Description of the task – The records below are split into lines. How many of those lines contain the string "SessionStore"? Reply with the number only.

[Saved data entries]
===============
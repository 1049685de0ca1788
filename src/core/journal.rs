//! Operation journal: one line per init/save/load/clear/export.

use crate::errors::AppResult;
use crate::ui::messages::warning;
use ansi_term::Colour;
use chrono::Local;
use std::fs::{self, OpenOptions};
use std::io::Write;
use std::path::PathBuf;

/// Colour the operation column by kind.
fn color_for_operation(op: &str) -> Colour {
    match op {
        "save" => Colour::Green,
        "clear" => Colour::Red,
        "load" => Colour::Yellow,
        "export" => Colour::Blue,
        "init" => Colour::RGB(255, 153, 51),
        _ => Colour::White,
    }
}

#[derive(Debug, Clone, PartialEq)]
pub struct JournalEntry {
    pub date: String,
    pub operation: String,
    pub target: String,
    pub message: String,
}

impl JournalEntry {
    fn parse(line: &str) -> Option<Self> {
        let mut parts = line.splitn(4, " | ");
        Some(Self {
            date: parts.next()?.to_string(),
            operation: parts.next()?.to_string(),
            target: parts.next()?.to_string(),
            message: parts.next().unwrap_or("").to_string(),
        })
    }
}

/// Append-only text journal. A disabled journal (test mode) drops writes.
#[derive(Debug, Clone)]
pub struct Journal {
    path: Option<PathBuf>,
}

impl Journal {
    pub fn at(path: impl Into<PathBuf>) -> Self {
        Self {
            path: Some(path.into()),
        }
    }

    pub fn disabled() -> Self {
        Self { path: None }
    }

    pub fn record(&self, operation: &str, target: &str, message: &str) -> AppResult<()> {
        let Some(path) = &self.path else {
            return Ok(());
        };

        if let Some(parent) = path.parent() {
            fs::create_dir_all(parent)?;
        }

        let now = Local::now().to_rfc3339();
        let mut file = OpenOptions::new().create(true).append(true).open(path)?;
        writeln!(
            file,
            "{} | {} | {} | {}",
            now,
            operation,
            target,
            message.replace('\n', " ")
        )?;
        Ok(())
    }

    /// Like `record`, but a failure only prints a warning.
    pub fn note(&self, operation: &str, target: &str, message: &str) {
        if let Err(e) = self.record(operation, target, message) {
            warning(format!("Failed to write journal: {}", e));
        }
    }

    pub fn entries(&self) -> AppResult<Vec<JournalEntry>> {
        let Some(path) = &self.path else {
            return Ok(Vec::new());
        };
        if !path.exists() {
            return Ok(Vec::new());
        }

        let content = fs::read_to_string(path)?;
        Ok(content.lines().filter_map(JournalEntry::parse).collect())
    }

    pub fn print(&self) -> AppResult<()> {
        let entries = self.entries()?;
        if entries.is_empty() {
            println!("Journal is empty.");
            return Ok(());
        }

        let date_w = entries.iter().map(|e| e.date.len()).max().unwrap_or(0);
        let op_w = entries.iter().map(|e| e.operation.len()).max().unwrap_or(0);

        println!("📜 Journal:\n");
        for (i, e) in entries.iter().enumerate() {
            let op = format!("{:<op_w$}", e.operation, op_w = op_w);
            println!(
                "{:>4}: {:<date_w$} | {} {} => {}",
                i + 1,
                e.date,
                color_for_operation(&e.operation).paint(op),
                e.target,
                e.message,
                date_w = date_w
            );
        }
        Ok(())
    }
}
===============
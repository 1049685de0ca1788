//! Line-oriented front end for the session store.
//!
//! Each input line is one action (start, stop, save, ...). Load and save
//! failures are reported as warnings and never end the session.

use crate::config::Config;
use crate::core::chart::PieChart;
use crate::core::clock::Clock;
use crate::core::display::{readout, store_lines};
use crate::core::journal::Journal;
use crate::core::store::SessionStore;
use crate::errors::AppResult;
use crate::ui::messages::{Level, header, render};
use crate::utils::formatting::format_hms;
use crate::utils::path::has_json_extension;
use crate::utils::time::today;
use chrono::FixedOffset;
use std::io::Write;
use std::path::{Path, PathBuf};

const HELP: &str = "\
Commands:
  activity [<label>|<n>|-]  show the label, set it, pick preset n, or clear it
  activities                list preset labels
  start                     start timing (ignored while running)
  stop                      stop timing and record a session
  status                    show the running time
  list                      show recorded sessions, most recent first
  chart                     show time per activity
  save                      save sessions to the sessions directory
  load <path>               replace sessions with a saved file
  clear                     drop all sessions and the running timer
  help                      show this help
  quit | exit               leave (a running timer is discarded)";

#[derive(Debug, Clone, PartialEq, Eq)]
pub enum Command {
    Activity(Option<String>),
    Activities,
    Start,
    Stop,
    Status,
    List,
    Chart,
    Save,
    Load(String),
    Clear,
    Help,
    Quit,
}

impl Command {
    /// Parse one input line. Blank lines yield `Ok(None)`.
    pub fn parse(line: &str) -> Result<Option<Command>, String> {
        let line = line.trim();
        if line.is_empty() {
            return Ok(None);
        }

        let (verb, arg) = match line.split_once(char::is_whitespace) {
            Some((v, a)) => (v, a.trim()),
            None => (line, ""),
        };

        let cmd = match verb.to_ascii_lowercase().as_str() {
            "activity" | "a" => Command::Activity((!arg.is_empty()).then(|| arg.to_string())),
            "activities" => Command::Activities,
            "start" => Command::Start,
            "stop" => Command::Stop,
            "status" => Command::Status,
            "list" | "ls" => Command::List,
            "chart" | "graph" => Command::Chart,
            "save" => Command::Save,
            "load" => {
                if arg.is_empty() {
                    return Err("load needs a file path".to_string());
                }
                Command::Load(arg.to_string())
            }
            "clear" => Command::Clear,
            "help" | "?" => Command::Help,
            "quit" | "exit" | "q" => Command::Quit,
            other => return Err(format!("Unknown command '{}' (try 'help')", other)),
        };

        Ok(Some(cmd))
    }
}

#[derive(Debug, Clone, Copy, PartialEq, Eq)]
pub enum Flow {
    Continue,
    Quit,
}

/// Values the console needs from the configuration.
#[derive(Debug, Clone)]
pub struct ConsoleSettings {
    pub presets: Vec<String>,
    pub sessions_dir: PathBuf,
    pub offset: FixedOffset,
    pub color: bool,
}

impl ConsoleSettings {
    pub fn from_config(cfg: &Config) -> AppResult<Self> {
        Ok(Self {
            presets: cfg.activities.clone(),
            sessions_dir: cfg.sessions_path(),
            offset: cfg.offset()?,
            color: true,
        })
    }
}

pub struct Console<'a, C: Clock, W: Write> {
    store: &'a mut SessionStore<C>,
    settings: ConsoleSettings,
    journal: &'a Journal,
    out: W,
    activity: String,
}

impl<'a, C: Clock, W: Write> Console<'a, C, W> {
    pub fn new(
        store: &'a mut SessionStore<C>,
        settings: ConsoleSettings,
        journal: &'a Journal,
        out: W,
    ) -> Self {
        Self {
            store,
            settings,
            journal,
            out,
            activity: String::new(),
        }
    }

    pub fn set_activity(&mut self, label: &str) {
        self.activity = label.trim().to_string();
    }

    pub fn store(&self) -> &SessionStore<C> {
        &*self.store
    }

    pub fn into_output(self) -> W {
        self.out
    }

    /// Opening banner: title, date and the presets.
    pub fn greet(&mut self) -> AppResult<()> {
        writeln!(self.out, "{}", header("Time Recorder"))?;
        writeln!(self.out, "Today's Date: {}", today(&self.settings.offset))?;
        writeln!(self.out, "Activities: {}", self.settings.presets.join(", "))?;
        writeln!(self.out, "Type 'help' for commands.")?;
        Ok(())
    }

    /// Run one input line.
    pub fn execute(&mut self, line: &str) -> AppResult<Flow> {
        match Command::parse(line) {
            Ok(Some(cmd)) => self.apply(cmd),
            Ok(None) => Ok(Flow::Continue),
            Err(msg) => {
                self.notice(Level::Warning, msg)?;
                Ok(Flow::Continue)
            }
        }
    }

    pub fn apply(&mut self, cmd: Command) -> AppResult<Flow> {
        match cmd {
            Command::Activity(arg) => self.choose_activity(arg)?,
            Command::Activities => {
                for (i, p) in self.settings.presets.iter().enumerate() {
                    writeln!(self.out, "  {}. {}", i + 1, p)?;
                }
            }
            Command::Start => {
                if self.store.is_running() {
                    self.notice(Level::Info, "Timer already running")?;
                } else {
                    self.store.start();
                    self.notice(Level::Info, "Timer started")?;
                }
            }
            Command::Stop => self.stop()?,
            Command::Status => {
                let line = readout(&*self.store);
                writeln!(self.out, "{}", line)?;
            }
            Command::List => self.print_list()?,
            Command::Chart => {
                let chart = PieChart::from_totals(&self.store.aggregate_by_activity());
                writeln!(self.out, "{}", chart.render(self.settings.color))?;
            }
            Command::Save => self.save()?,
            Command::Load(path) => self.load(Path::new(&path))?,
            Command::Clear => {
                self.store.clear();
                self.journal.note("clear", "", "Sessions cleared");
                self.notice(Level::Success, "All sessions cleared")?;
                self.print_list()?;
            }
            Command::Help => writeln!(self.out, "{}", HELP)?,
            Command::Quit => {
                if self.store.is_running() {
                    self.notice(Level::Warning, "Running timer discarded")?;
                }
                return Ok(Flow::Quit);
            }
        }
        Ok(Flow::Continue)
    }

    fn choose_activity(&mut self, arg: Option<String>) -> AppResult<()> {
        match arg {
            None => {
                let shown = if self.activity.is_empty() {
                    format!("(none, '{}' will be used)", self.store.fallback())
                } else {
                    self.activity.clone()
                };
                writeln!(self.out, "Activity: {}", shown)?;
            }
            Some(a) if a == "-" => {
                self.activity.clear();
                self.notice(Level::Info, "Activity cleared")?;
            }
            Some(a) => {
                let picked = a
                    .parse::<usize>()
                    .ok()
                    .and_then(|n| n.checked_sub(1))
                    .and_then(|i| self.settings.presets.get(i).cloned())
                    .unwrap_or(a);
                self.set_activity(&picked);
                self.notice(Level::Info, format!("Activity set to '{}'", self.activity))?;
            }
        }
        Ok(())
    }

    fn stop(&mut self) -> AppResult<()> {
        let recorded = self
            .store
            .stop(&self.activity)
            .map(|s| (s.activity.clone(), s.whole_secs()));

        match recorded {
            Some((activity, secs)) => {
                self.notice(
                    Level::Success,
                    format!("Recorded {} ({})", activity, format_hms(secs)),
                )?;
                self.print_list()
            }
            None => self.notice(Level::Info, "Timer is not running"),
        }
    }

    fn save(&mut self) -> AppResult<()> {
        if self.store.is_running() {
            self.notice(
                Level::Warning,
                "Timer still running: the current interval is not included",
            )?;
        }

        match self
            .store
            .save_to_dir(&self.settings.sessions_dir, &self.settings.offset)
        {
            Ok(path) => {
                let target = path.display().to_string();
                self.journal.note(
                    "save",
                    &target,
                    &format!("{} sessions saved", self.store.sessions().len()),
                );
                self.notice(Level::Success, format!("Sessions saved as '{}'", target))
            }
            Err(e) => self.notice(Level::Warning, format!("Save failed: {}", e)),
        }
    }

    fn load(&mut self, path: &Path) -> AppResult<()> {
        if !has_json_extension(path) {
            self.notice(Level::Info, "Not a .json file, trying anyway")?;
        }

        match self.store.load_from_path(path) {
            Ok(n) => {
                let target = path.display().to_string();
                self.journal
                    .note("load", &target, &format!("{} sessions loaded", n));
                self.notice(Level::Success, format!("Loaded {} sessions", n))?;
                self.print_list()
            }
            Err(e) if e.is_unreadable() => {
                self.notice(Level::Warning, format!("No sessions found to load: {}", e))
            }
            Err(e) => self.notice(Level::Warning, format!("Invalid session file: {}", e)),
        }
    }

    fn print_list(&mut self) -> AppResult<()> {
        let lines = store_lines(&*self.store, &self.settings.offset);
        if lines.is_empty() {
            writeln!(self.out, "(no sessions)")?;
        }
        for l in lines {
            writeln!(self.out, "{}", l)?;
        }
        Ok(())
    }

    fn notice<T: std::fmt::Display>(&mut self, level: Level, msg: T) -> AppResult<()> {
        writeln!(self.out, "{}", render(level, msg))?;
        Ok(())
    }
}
===============
Written answer – 4